── Supplied data

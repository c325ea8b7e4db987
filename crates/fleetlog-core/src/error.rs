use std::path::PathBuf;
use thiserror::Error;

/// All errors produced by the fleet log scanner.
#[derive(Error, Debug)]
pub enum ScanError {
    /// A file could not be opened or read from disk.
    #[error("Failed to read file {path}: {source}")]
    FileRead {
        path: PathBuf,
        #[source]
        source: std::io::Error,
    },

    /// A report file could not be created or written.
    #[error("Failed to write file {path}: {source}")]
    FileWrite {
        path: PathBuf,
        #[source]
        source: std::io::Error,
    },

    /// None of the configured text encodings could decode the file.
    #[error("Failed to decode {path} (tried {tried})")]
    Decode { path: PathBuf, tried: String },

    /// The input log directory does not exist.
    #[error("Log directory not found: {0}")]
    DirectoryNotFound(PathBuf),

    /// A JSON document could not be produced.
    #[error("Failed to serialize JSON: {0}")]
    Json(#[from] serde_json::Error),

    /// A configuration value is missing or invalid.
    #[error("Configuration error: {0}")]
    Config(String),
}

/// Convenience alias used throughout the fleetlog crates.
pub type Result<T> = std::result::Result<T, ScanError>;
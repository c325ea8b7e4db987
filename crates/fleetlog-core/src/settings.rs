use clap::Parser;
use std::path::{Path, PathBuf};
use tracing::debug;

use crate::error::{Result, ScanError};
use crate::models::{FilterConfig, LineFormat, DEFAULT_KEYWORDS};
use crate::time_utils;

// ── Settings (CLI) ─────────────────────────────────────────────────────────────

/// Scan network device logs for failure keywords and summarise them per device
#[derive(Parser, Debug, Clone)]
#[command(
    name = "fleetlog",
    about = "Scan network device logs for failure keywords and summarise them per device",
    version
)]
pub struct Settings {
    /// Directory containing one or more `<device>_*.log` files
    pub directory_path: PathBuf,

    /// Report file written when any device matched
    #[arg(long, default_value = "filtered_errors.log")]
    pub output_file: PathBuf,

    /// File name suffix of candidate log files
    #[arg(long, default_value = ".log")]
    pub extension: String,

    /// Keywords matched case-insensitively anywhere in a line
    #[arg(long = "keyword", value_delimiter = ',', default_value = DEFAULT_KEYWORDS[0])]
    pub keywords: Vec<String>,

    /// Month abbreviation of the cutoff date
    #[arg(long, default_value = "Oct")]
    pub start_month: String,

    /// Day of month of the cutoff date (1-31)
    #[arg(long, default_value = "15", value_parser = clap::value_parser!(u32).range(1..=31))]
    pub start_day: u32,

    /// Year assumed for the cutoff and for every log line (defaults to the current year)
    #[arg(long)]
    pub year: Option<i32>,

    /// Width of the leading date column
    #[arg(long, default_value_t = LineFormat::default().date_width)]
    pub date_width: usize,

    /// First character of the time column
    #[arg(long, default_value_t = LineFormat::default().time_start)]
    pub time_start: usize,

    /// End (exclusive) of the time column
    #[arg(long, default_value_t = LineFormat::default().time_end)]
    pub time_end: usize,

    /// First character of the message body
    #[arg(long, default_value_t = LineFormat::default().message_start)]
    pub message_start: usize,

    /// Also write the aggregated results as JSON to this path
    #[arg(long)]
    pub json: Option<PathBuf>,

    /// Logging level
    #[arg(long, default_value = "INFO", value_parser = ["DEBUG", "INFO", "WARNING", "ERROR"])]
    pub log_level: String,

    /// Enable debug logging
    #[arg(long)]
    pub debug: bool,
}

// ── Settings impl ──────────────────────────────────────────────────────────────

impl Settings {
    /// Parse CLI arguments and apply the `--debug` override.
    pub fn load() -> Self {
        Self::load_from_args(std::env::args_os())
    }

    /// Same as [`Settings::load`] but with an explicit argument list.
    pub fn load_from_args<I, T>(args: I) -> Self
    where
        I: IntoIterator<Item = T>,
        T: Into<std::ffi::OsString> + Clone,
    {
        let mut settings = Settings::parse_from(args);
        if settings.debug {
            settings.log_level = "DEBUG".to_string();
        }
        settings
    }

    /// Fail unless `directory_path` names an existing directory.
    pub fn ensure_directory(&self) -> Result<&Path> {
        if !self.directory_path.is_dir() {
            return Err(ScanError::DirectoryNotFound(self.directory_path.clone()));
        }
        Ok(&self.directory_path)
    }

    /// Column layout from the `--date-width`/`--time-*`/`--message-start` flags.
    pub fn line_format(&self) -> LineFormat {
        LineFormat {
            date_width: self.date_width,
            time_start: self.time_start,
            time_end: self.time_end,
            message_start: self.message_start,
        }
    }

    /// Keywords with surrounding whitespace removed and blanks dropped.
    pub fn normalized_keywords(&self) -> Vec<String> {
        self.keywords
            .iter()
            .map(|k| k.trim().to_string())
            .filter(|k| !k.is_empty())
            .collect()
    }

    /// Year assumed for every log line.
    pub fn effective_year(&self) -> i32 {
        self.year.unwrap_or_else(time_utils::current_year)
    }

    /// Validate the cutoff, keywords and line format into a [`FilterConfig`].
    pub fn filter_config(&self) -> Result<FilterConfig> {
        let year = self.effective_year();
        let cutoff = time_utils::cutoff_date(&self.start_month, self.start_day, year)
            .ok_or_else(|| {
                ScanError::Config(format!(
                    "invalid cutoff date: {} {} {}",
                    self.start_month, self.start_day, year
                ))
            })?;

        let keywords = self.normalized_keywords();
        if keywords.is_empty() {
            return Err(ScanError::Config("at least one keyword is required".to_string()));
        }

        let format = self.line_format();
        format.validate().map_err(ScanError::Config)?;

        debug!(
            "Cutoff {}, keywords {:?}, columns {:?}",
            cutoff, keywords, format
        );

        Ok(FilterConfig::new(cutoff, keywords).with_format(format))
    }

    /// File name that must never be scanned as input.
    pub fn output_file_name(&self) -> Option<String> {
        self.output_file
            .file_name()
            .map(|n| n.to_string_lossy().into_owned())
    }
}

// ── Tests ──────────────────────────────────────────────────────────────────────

────

Required work:
The answer is every line in the data where the word "invalid" appears.

Response:
    /// A configuration value is missing or invalid.
                    "invalid cutoff date: {} {} {}",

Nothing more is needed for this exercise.